- EXERCISE INSTRUCTIONS
The task calls for each line of the records below in which the word "metadata" appears.

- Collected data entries
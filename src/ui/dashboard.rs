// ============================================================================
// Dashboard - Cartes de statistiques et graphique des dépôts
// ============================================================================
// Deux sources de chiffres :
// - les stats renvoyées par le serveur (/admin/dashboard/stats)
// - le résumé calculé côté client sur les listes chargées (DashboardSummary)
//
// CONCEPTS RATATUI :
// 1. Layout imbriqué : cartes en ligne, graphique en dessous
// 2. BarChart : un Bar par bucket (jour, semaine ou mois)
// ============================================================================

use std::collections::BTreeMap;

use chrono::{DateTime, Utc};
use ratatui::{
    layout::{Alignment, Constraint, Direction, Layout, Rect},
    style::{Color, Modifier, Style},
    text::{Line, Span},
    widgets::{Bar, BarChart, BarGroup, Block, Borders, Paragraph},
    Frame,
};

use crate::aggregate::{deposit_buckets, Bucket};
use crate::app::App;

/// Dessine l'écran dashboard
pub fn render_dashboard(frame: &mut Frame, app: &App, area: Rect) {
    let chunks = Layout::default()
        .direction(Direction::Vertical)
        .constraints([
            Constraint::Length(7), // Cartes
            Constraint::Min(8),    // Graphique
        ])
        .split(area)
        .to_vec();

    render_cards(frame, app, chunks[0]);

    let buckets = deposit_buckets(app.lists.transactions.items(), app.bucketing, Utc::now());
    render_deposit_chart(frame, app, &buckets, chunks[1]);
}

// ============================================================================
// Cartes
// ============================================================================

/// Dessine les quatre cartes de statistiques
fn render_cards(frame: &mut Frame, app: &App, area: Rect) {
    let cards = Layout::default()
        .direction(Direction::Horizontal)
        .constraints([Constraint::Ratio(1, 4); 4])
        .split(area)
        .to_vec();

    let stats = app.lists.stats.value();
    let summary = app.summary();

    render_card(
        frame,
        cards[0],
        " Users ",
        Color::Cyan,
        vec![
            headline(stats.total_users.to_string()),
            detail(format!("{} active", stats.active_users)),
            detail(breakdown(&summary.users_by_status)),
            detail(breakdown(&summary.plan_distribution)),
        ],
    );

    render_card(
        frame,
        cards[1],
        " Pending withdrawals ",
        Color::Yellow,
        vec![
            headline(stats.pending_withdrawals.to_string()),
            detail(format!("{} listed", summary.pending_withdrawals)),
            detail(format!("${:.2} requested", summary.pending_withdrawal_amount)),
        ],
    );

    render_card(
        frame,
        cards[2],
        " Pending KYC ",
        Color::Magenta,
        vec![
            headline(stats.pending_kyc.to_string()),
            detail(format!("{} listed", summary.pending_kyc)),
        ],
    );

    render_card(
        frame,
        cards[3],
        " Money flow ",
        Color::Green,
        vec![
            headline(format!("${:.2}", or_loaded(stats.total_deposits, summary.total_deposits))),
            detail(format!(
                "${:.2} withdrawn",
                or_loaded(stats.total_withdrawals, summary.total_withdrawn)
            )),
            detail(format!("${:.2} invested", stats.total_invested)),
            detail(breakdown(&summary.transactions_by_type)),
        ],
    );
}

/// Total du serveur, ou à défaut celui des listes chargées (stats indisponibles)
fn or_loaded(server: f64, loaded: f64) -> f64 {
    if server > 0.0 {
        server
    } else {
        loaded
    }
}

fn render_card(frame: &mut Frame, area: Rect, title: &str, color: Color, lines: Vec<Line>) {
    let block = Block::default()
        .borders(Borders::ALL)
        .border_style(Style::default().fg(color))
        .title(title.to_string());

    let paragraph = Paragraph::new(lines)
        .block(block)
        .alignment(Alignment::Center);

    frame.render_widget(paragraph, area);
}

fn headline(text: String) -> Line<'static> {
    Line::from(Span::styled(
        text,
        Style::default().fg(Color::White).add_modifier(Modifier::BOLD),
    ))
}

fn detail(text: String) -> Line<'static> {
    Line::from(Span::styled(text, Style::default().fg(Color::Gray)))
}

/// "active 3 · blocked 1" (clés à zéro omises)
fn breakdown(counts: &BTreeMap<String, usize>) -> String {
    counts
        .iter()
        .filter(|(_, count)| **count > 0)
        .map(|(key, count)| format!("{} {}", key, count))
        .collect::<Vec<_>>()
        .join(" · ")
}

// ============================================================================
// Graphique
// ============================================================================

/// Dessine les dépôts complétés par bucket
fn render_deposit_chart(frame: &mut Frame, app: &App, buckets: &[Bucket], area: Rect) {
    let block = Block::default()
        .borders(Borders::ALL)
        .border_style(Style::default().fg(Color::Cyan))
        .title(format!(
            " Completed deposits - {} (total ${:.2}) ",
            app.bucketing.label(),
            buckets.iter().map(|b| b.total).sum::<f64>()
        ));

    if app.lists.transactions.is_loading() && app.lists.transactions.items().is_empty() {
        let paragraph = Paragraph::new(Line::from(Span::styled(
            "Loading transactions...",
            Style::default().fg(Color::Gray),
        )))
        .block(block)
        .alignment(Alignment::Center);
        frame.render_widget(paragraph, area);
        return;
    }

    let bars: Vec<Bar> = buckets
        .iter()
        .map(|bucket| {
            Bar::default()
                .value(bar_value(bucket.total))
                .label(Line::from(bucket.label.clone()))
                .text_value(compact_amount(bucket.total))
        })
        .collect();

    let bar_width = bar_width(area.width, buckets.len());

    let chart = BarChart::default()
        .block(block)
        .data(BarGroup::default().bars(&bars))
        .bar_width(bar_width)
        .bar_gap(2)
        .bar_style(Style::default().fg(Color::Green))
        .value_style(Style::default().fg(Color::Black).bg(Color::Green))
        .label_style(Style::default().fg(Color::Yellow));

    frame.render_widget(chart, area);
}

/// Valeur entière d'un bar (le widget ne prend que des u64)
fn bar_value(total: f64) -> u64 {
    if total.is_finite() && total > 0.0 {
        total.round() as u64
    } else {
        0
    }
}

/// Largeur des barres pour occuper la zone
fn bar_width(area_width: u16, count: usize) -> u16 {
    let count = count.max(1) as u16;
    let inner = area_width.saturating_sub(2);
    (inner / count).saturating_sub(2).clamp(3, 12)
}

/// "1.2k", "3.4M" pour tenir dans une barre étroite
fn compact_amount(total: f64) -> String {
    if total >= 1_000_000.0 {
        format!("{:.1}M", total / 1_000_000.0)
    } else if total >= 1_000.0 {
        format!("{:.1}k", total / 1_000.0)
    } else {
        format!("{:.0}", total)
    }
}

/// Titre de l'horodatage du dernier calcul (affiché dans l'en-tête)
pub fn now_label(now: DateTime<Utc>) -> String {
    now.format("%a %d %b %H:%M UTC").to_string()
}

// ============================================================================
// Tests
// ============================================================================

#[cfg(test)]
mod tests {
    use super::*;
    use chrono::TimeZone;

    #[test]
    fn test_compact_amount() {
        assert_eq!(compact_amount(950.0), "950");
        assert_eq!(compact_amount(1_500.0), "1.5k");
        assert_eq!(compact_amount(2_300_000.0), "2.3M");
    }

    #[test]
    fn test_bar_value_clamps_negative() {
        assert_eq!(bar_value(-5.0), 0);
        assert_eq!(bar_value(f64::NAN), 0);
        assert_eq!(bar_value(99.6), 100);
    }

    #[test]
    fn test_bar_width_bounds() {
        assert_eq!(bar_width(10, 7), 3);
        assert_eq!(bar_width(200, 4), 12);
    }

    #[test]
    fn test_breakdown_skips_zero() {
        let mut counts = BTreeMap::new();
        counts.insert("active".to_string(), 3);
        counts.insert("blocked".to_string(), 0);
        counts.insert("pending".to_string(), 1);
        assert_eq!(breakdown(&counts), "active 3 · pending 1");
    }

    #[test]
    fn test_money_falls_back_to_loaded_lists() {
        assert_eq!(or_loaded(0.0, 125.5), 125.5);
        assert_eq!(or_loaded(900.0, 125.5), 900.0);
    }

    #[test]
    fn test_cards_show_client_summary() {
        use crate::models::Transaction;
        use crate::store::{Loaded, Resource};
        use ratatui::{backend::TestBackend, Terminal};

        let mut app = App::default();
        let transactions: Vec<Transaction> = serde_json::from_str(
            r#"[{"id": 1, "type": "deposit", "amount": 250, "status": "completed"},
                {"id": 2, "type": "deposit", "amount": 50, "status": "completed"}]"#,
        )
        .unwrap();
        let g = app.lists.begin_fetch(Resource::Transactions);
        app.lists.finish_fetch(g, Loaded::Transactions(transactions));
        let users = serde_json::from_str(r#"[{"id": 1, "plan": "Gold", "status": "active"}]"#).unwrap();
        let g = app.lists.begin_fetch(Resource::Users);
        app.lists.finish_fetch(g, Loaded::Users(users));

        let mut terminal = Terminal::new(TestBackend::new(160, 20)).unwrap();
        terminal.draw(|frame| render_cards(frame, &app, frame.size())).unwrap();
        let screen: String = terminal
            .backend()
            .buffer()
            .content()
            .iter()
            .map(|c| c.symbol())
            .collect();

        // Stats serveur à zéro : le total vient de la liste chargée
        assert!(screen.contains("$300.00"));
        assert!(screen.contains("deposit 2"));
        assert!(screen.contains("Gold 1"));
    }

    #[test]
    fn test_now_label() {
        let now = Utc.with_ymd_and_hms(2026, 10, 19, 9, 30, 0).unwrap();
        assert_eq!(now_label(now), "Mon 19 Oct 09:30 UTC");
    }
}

* * *

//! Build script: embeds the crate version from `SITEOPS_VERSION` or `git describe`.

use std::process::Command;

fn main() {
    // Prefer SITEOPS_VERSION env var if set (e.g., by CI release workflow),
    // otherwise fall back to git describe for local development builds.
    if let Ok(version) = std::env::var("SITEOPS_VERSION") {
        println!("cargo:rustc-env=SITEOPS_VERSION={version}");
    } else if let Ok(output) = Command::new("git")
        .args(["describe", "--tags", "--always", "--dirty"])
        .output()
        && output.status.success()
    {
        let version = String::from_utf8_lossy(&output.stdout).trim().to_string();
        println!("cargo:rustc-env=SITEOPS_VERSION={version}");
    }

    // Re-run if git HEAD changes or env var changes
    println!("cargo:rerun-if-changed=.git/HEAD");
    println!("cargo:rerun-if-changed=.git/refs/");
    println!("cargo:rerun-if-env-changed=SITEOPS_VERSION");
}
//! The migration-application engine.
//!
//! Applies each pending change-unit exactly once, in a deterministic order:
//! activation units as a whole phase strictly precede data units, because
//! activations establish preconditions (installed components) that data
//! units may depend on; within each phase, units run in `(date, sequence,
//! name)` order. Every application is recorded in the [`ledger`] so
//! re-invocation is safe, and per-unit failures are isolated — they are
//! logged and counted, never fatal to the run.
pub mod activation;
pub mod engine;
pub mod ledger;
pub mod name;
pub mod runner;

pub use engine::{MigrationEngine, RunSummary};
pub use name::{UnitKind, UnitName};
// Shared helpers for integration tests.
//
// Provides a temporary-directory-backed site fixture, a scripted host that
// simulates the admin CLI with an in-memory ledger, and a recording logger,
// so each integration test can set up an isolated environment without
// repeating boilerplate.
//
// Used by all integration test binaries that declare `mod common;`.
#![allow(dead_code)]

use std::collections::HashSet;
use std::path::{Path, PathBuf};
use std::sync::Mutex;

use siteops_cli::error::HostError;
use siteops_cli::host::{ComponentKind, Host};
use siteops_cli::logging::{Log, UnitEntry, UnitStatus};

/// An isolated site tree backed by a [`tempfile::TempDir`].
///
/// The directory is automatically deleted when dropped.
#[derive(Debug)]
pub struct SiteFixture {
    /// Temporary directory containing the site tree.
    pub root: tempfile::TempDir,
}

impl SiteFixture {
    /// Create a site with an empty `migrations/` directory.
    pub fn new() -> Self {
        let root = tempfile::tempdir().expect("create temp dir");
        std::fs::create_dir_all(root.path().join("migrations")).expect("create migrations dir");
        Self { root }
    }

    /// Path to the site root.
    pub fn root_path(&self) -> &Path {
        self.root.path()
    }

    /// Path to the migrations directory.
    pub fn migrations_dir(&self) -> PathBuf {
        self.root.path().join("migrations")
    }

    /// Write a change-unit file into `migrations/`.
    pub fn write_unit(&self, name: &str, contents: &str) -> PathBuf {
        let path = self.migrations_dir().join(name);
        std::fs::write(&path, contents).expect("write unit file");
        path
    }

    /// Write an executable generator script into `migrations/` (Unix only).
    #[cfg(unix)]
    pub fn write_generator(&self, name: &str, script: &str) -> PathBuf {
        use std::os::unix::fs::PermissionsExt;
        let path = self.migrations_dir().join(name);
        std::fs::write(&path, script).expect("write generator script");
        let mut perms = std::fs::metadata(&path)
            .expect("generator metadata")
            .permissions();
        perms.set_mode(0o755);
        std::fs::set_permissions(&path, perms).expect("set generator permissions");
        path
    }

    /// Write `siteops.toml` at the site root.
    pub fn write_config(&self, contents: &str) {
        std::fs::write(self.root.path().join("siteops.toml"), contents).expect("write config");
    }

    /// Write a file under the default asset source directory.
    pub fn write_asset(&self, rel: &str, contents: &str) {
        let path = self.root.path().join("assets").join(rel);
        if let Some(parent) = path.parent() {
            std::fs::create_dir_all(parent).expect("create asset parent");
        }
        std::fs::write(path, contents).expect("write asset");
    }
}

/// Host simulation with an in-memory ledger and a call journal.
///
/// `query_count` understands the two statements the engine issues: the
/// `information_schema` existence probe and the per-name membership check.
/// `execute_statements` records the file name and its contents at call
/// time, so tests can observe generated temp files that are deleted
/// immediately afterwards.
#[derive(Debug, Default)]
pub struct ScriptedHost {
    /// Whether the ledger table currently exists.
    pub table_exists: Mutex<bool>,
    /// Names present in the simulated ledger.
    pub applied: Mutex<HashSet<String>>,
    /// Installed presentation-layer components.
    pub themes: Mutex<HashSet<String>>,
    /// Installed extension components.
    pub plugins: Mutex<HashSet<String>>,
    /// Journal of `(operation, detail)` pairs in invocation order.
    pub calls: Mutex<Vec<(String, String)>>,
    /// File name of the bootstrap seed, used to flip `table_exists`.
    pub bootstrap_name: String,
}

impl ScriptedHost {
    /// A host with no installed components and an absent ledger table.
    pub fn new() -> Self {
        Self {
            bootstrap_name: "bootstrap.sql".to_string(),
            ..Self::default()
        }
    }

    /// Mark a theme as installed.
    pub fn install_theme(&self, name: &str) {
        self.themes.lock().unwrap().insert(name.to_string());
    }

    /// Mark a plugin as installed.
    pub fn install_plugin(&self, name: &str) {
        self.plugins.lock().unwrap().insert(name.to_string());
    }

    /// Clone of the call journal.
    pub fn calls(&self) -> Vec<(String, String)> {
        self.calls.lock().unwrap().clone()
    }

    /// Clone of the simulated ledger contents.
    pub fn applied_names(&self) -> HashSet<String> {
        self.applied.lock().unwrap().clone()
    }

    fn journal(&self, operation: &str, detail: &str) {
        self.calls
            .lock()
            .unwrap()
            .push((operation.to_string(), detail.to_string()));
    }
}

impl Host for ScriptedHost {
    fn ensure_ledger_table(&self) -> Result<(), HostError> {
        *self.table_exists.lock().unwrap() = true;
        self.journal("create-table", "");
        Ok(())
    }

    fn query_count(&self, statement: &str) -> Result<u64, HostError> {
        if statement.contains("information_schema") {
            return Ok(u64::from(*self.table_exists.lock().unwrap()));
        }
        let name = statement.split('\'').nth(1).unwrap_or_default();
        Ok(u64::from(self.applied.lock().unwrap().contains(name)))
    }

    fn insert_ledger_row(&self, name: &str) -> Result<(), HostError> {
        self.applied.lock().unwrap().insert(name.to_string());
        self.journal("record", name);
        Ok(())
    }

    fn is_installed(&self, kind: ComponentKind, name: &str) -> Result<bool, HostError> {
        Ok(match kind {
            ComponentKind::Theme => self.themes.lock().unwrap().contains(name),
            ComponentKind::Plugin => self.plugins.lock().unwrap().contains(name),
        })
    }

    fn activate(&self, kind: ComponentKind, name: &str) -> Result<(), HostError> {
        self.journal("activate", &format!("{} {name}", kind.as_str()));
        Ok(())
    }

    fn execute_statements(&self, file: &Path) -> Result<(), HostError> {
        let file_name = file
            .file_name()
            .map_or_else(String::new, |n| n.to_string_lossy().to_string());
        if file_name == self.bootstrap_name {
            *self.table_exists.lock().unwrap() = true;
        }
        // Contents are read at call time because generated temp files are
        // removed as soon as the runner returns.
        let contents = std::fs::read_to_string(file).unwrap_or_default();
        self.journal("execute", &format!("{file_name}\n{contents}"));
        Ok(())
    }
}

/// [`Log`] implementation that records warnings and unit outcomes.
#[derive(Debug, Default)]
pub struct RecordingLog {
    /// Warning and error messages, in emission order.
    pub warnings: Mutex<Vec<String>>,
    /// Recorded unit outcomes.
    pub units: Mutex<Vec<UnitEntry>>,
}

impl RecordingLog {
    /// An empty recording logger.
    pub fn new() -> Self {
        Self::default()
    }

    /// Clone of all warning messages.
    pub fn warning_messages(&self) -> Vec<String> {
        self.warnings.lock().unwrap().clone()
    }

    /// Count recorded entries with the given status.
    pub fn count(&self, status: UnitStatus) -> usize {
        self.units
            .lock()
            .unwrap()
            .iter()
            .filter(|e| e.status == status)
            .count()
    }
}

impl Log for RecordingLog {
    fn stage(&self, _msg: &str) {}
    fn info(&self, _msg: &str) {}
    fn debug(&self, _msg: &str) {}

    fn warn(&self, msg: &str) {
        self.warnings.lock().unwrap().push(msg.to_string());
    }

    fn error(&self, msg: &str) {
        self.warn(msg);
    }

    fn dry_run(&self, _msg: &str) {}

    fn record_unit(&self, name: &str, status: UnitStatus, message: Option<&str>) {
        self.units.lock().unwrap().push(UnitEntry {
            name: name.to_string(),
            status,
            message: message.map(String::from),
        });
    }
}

- SOLVED EXERCISE
        let mut perms = std::fs::metadata(&path)
            .expect("generator metadata")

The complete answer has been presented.